Schon hierzu kann ich mir keine Meinung erlauben, einfach weil mir zu viele Informationen (auch zu dem/den XL-Deal/s) fehlen. Nicht selten wird auch (sofern möglich) eine gewisse Flexibilität vereinbart. Ich bestelle Stückzahl X für Zeitraum Y, halte mir aber die Option offen schon nach Zeitraum Z die Stückzahl in einem gewissen Rahmen (nach oben oder unten) zu korrigieren.Kann auch nach hinten losgehen. Ich zum Beispiel nehme einem Hersteller eher übel, wenn er nur beschränkte Produktionskapazitäten gebucht hat, obwohl ein großer Extraauftrag klar terminiert war. Extra hohe Preise beim Endkunden zu kassieren, selbst aber zu geizig sein, um bei zusätzlichen Kontingenten angemessen Mitzubieten passt nicht zusammen.
Oder wie sind die allgemeinen Zahlen? Um welche Stückzahl/Marge geht es? Ist es quasi/annähernd ein Nullsummenspiel, ist auch der Verhandlungsspielraum bzgl. zu buchender Produktionskapazitäten eher mit einem "spitzen Bleistift" zu kalkulieren. Gerade wenn man wie AMD, und augenscheinlich ja auch nicht zum ersten mal, nur sehr knapp "überlebt" hat, sind Kalkulationen erstmal eine ganze Zeit lang wieder eher konservativ.

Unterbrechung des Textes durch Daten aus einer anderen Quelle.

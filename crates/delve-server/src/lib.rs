use std::time::{Duration, SystemTime, UNIX_EPOCH};

use delve_core::{DeepSearchService, EventBus};
use delve_providers::ProviderRegistry;

mod http;

pub use http::*;

/// How often finished streams past retention are swept from the registry.
pub const STREAM_REAP_INTERVAL: Duration = Duration::from_secs(30);

#[derive(Clone)]
pub struct AppState {
    pub service: DeepSearchService,
    pub event_bus: EventBus,
    pub providers: ProviderRegistry,
    pub started_at_ms: u64,
}

impl AppState {
    pub fn new(service: DeepSearchService, event_bus: EventBus, providers: ProviderRegistry) -> Self {
        Self {
            service,
            event_bus,
            providers,
            started_at_ms: now_ms(),
        }
    }
}

pub fn now_ms() -> u64 {
    SystemTime::now()
        .duration_since(UNIX_EPOCH)
        .map(|d| d.as_millis() as u64)
        .unwrap_or(0)
}

pub(crate) async fn run_stream_reaper(state: AppState) {
    let registry = state.service.registry();
    loop {
        tokio::time::sleep(STREAM_REAP_INTERVAL).await;
        let reaped = registry.reap_expired().await;
        if reaped > 0 {
            tracing::debug!("reaped {} expired streams", reaped);
        }
    }
}
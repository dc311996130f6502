use std::collections::HashMap;
use std::path::{Path, PathBuf};
use std::sync::Arc;

use serde::{Deserialize, Serialize};
use serde_json::{json, Map, Value};
use tokio::fs;
use tokio::sync::RwLock;

use delve_providers::{ProviderConfig, ProvidersConfig};
use delve_tools::SearchConfig;

#[derive(Debug, Clone, Serialize, Deserialize, PartialEq)]
#[serde(default)]
pub struct WorkflowConfig {
    /// Maximum tool-invoking transitions per run.
    pub step_cap: u32,
    pub context_turns: usize,
    pub max_parallel_searches: usize,
    pub summary_line_budget: usize,
}

impl Default for WorkflowConfig {
    fn default() -> Self {
        Self {
            step_cap: 10,
            context_turns: 10,
            max_parallel_searches: 4,
            summary_line_budget: 4,
        }
    }
}

#[derive(Debug, Clone, Serialize, Deserialize, PartialEq)]
#[serde(default)]
pub struct StreamConfig {
    /// Seconds a finished stream stays resumable.
    pub retention_secs: u64,
    pub channel_capacity: usize,
}

impl Default for StreamConfig {
    fn default() -> Self {
        Self {
            retention_secs: 86_400,
            channel_capacity: 256,
        }
    }
}

#[derive(Debug, Clone, Serialize, Deserialize, Default, PartialEq)]
#[serde(default)]
pub struct EngineConfig {
    pub providers: HashMap<String, ProviderConfig>,
    pub default_provider: Option<String>,
    pub search: SearchConfig,
    pub workflow: WorkflowConfig,
    pub streams: StreamConfig,
}

impl EngineConfig {
    pub fn providers_config(&self) -> ProvidersConfig {
        ProvidersConfig {
            providers: self.providers.clone(),
            default_provider: self.default_provider.clone(),
        }
    }
}

#[derive(Debug, Clone, Default)]
struct ConfigLayers {
    defaults: Value,
    file: Value,
    env: Value,
    cli: Value,
}

/// Layered configuration: defaults, config file, environment, CLI.
#[derive(Clone)]
pub struct ConfigStore {
    path: PathBuf,
    layers: Arc<RwLock<ConfigLayers>>,
}

impl ConfigStore {
    pub async fn new(path: impl AsRef<Path>, cli_overrides: Option<Value>) -> anyhow::Result<Self> {
        Self::with_env(path, cli_overrides, env_layer(|key| std::env::var(key).ok())).await
    }

    async fn with_env(
        path: impl AsRef<Path>,
        cli_overrides: Option<Value>,
        env: Value,
    ) -> anyhow::Result<Self> {
        let path = path.as_ref().to_path_buf();
        if let Some(parent) = path.parent() {
            fs::create_dir_all(parent).await?;
        }
        let layers = ConfigLayers {
            defaults: serde_json::to_value(EngineConfig::default())?,
            file: read_json_file(&path).await?,
            env,
            cli: cli_overrides.unwrap_or_else(empty_object),
        };
        Ok(Self {
            path,
            layers: Arc::new(RwLock::new(layers)),
        })
    }

    pub async fn get(&self) -> EngineConfig {
        let merged = self.get_effective_value().await;
        match serde_json::from_value(merged) {
            Ok(config) => config,
            Err(err) => {
                tracing::warn!("invalid engine config, using defaults: {}", err);
                EngineConfig::default()
            }
        }
    }

    pub async fn get_effective_value(&self) -> Value {
        let layers = self.layers.read().await.clone();
        let mut merged = empty_object();
        deep_merge(&mut merged, &layers.defaults);
        deep_merge(&mut merged, &layers.file);
        deep_merge(&mut merged, &layers.env);
        deep_merge(&mut merged, &layers.cli);
        merged
    }

    /// Merges `patch` into the file layer and persists it without secrets.
    pub async fn patch_file(&self, patch: Value) -> anyhow::Result<Value> {
        let file = {
            let mut layers = self.layers.write().await;
            deep_merge(&mut layers.file, &patch);
            layers.file.clone()
        };
        write_json_file(&self.path, &file).await?;
        Ok(self.get_effective_value().await)
    }
}

fn empty_object() -> Value {
    Value::Object(Map::new())
}

async fn read_json_file(path: &Path) -> anyhow::Result<Value> {
    if !path.exists() {
        return Ok(empty_object());
    }
    let raw = fs::read_to_string(path).await?;
    Ok(serde_json::from_str::<Value>(&raw).unwrap_or_else(|_| empty_object()))
}

async fn write_json_file(path: &Path, value: &Value) -> anyhow::Result<()> {
    if let Some(parent) = path.parent() {
        fs::create_dir_all(parent).await?;
    }
    let mut to_write = value.clone();
    strip_persisted_secrets(&mut to_write);
    let raw = serde_json::to_string_pretty(&to_write)?;
    fs::write(path, raw).await?;
    Ok(())
}

fn strip_persisted_secrets(value: &mut Value) {
    let Value::Object(root) = value else {
        return;
    };
    if let Some(providers) = root.get_mut("providers").and_then(|v| v.as_object_mut()) {
        for provider in providers.values_mut() {
            if let Some(obj) = provider.as_object_mut() {
                obj.remove("api_key");
            }
        }
    }
    if let Some(search) = root.get_mut("search").and_then(|v| v.as_object_mut()) {
        search.remove("api_key");
    }
}

fn env_layer(lookup: impl Fn(&str) -> Option<String>) -> Value {
    let get = |key: &str| lookup(key).filter(|v| !v.trim().is_empty());
    let mut root = empty_object();

    add_openai_env(&mut root, get("OPENAI_API_KEY"), "openai");
    add_openai_env(&mut root, get("OPENROUTER_API_KEY"), "openrouter");
    add_openai_env(&mut root, get("GROQ_API_KEY"), "groq");

    if let Some(provider) = get("DELVE_DEFAULT_PROVIDER") {
        deep_merge(&mut root, &json!({ "default_provider": provider }));
    }
    if let Some(api_key) = get("EXA_API_KEY") {
        deep_merge(&mut root, &json!({ "search": { "api_key": api_key } }));
    }
    if let Some(url) = get("DELVE_SEARCH_URL") {
        deep_merge(&mut root, &json!({ "search": { "url": url } }));
    }
    if let Some(cap) = get("DELVE_STEP_CAP").and_then(|v| v.trim().parse::<u32>().ok()) {
        deep_merge(&mut root, &json!({ "workflow": { "step_cap": cap } }));
    }
    if let Some(n) = get("DELVE_MAX_PARALLEL_SEARCHES").and_then(|v| v.trim().parse::<usize>().ok()) {
        deep_merge(&mut root, &json!({ "workflow": { "max_parallel_searches": n } }));
    }
    if let Some(secs) = get("DELVE_STREAM_RETENTION_SECS").and_then(|v| v.trim().parse::<u64>().ok())
    {
        deep_merge(&mut root, &json!({ "streams": { "retention_secs": secs } }));
    }

    root
}

fn add_openai_env(root: &mut Value, api_key: Option<String>, provider: &str) {
    if let Some(api_key) = api_key {
        deep_merge(
            root,
            &json!({
                "providers": {
                    provider: { "api_key": api_key }
                }
            }),
        );
    }
}

pub(crate) fn deep_merge(base: &mut Value, overlay: &Value) {
    if overlay.is_null() {
        return;
    }
    match (base, overlay) {
        (Value::Object(base_map), Value::Object(overlay_map)) => {
            for (key, value) in overlay_map {
                if value.is_null() {
                    continue;
                }
                match base_map.get_mut(key) {
                    Some(existing) => deep_merge(existing, value),
                    None => {
                        base_map.insert(key.clone(), value.clone());
                    }
                }
            }
        }
        (base_value, overlay_value) => {
            *base_value = overlay_value.clone();
        }
    }
}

Wie lange im Voraus muß man bei Wafern usw. Produktionskapazitäten buchen? War zu dem Zeitpunkt der "Corona-Effekt" schon erkennbar? Sind die Stückzahlen vielleicht auch schon für Pre-Corona-Verhältnisse eher zu knapp bemessen, und wurden später durch den unfassbaren Kaufrausch der Kunden noch einmal um ein vielfaches überschritten?
Und wenn es wirklich 80% für MS und Sony, und nur 20% für Endkunden sind, dann ist aus AMDs Sicht der minimale Aufpreis bei manchen (Endkunden-) Produkten (afaik sind nicht alle CPUs teurer geworden) auch finanziell annähernd irrelevant (auch wenn "etwas" zusätzliche Kohle immer noch besser als "nichts" ist) . Das Argument "Extra hohe Preise beim Endkunden kassieren" wäre damit zumindest bzgl. seines Effektes/Einflusses hinfällig.
Den Aspekt "Zulieferer" mal ganz außen vor gelassen, der vielleicht auch noch irgendwo einen Einfluß hat.
Wie gesagt, zumindest mir fehlen zu viele Zahlen in der Rechnung, um mir ein Urteil für oder wider AMD erlauben zu können.

Alleine die Logik/der Verstand sagt mir, dass die Entscheidung gegen mehr Umsatz und Gewinn mit an Sicherheit grenzender Wahrscheinlich nicht gefallen ist, als genau das (mehr Umsatz und Gewinn) schon 100%ig sicher absehbar war. Und wenn doch, dann sehr wahrscheinlich aus finanziellen/wirtschaftlichen Gründen - lieber am Anfang weniger Produkte an Endkunden verkaufen, als noch höhere Preise (die die Produkte auch gegenüber Konkurrenzprodukten wieder unattraktiver machen) nehmen zu müssen. So lange AMD jetzt weniger Umsatz durch Kunden verliert, die zu Nvidia oder Intel wechseln, als hinten raus vielleicht durch eine bessere Marge zusätzlich eingenommen wird, hat es sich für AMD ja schon gelohnt.
Auch wenn es für uns Kunden aufgrund aktuell geringer Stückzahlen vielleicht nicht so schön ist.
Ok, diesen Aspekt habe ich nicht bedacht. Es könnte natürlich sein, dass die Information die für den einen Vertragspartner eine positive Außenwirkung hat, für die anderen beiden Parteien sich ins Gegenteil umkehren könnte. Aber aus Kundensicht wäre eine Erklärung, warum er vor leeren Regalen steht, mit Sicherheit nicht belanglos.Unabhängig hiervon werden die beteiligten Firmen kein Interesse daran haben, selbst belanglose Vertragsdetails zu veröffentlichen.